Keyboard maestro Billy Preston dies
Phoenix ? Billy Preston, the exuberant keyboardist who landed dream gigs with the Beatles and the Rolling Stones and enjoyed his own series of hit singles including “Outta Space” and “Nothing From Nothing,” died Tuesday at 59.
Preston’s longtime manager, Joyce Moore, said Preston had been in a coma since November in a care facility and was taken to a Scottsdale hospital Saturday after his condition deteriorated.
“He had a very, very beautiful last few hours and a really beautiful passing,” Moore said by telephone from Germany.
Preston had battled chronic kidney failure, and he received a kidney transplant in 2002. But the kidney failed and he has been on dialysis ever since, Moore said earlier this year.
Known for his big smile and towering Afro, Preston was a teen prodigy on the piano and organ, and lent his gospel-tinged touch to classics such as the Beatles’ “Get Back” and the Stones’ “Can’t You Hear Me Knocking?”
He broke out as a solo artist in the 1970s, winning a best instrumental Grammy in 1973 for “Outta Space,” and scoring other hits with “Will It Go ‘Round In Circles” and “Nothing From Nothing.” He also wrote Joe Cocker’s weeper “You Are So Beautiful.”
Other career highlights included being a musical guest, in 1975, on the debut of “Saturday Night Live”; having a song named after him, by Miles Davis; and appearing last year on “American Idol.” Among his film credits: “Blues Brothers 2000” and “Sgt. Pepper’s Lonely Hearts Club Band.”

Billy Preston, left, arrives with Ringo Starr for the documentary gala screening of The
His partnership with the Beatles began in early 1969 when friend George Harrison recruited him to play on “Let It Be,” a back-to-basics film and record project that nearly broke down because of feuding among band members. Harrison himself quit at one point, walking out on camera after arguing with Paul McCartney.
Preston not only inspired the Beatles to get along – Harrison likened his effect to a feuding family staying on its best behavior in front of a guest – but contributed a light, bluesy solo to “Get Back,” performing the song with the band on its legendary “roof top” concert, the last time the Beatles played live. He was one of many sometimes labeled “The Fifth Beatle,” a title he did not discourage.
Preston remained close to Harrison and performed at Harrison’s all-star charity event “The Concert for Bangladesh” – for which Preston won another Grammy – and at the “Concert for George,” a tribute to Harrison, who died of cancer in 2001. He played on solo records by Harrison, Ringo Starr and John Lennon.
Preston also toured and recorded extensively with the Rolling Stones, playing on such classic albums as “Sticky Fingers” and “Exile on Main Street.” In the mid-’70s, he parted from the Stones, reportedly unhappy over not getting proper credit for “Melody” and other songs, but reunited with the band in 1997 on its “Bridges to Babylon” record.

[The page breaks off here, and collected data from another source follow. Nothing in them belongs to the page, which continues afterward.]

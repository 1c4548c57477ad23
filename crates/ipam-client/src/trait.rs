//! IpamClient trait for mocking
//!
//! Abstracts the pool and claim provider so the reconciler can be unit tested
//! against an in-memory implementation.

use crate::error::IpamError;
use crate::models::*;
use crds::IpFamily;

/// Address pool and address claim provider operations.
///
/// Lookups return `IpamError::NotFound` when the object does not exist.
/// Creates return `IpamError::AlreadyExists` when the deterministic name is
/// taken. All async methods must be `Send` to work with Tokio's work-stealing
/// runtime.
#[async_trait::async_trait]
pub trait IpamClientTrait: Send + Sync {
    // Pools
    async fn get_pool(&self, owner: &ClusterIdentity, family: IpFamily) -> Result<Pool, IpamError>;
    async fn create_pool(&self, owner: &ClusterIdentity, request: &PoolRequest) -> Result<Pool, IpamError>;
    async fn list_pools(&self, owner: &ClusterIdentity) -> Result<Vec<Pool>, IpamError>;
    async fn delete_pool(&self, namespace: &str, name: &str) -> Result<(), IpamError>;

    // Claims
    async fn get_claim(&self, owner: &ClusterIdentity) -> Result<Claim, IpamError>;
    async fn create_claim(&self, owner: &ClusterIdentity, pool_name: &str) -> Result<Claim, IpamError>;
    async fn list_claims(&self, owner: &ClusterIdentity) -> Result<Vec<Claim>, IpamError>;
    async fn delete_claim(&self, namespace: &str, name: &str) -> Result<(), IpamError>;
}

“Billy was a fantastic and gifted musician … a superb singer in both recording sessions and on stage,” Stones singer Mick Jagger said. “He was great fun to be with onstage when touring with us and I will miss him a lot.”
His sessions credits included Aretha Franklin’s “Young, Gifted and Black,” Bob Dylan’s “Blood on the Tracks” and Sly and Family Stone’s “There’s a Riot Goin’ On,” three of the most acclaimed albums of the past 35 years.
“His legacy is so huge I don’t even know where to start,” Moore said. “It’s many genres, so many years. … It’s rock ‘n’ roll, it’s soul, it’s funk, it’s everything. He was truly, truly, truly a genius.”